== Records to use ==

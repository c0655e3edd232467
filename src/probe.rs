//! The built-in probe scenario shipped with the `fixture_probe` binary.
//!
//! One suite, one global fixture, one trivially-passing case. The fixture
//! writes a line to each standard stream and then fails its setup, which
//! makes the scenario a compact end-to-end exercise of stream ordering,
//! setup-failure reporting, and the skip policy. Driver integrations test
//! against this scenario, so the strings here are load-bearing and must not
//! change spelling.

use crate::errors::SetupError;
use crate::fixture::GlobalFixture;
use crate::streams::RunStreams;
use crate::suite::Suite;

/// Line the probe fixture writes to stdout before failing.
pub const STDOUT_LINE: &str = "something on the stdout";

/// Line the probe fixture writes to stderr before failing.
pub const STDERR_LINE: &str = "something on the stderr";

/// Message the probe fixture fails its setup with.
pub const FAILURE_MESSAGE: &str = "This is a global fixture init failure";

/// Name of the probe suite's only test case.
pub const DUMMY_CASE: &str = "test_dummy";

/// Name of the probe suite and of the binary that runs it.
pub const SUITE_NAME: &str = "fixture_probe";

// ============================================================================
// PROBE FIXTURE
// ============================================================================

/// Global fixture that announces itself on both streams and then fails.
///
/// The stdout line is written and flushed before the stderr line, so a
/// capturing caller sees them in that order even when the two streams end
/// up interleaved in a single pipe.
#[derive(Debug, Default)]
pub struct NoisySetup {
    quiet: bool,
}

impl NoisySetup {
    pub fn new(quiet: bool) -> Self {
        NoisySetup { quiet }
    }
}

impl GlobalFixture for NoisySetup {
    fn name(&self) -> &str {
        "noisy-setup"
    }

    fn setup(&mut self, streams: &mut dyn RunStreams) -> Result<(), SetupError> {
        if !self.quiet {
            streams.line_out(STDOUT_LINE)?;
            streams.line_err(STDERR_LINE)?;
        }
        Err(SetupError::new(FAILURE_MESSAGE))
    }
}

// ============================================================================
// SCENARIO SUITE
// ============================================================================

/// Builds the probe suite: the [`NoisySetup`] fixture plus `test_dummy`.
///
/// `test_dummy` passes whenever it actually runs; under the default skip
/// policy it never does, because the fixture's setup always fails.
pub fn scenario_suite(quiet: bool) -> Suite {
    let mut suite = Suite::new(SUITE_NAME);
    suite.register_fixture(NoisySetup::new(quiet));
    suite.register_case(DUMMY_CASE, || Ok(()));
    suite
}

// ============================================================================
// TESTS
// ============================================================================
//! Run configuration.

/// What to do with the registered test cases once a global fixture's setup
/// has failed.
///
/// The framework does not prescribe one answer: skipping matches the usual
/// "nothing is trustworthy without its fixture" stance, while attempting the
/// cases anyway can be useful when diagnosing the fixture itself. Either
/// way, every case still gets its own entry in the report.
#[derive(Debug, Clone, Copy, PartialEq, Eq, Default)]
pub enum SetupFailurePolicy {
    /// Record every case as skipped, with a reason naming the failed fixture.
    #[default]
    SkipCases,
    /// Execute the cases anyway; the run still classifies as a fixture error.
    RunCases,
}

/// Configuration for run execution and report rendering.
#[derive(Debug, Clone)]
pub struct RunConfig {
    pub on_setup_failure: SetupFailurePolicy,
    pub use_colors: bool,
}

impl Default for RunConfig {
    fn default() -> Self {
        Self {
            on_setup_failure: SetupFailurePolicy::SkipCases,
            use_colors: atty::is(atty::Stream::Stderr),
        }
    }
}

impl RunConfig {
    pub fn with_policy(mut self, policy: SetupFailurePolicy) -> Self {
        self.on_setup_failure = policy;
        self
    }

    pub fn with_colors(mut self, use_colors: bool) -> Self {
        self.use_colors = use_colors;
        self
    }
}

===

* _What the task asks_
For the word "streams", find every line in the data that holds it and copy that line.

* _Solved problem_
use crate::streams::RunStreams;
/// Global fixture that announces itself on both streams and then fails.
/// capturing caller sees them in that order even when the two streams end
    fn setup(&mut self, streams: &mut dyn RunStreams) -> Result<(), SetupError> {
            streams.line_out(STDOUT_LINE)?;
            streams.line_err(STDERR_LINE)?;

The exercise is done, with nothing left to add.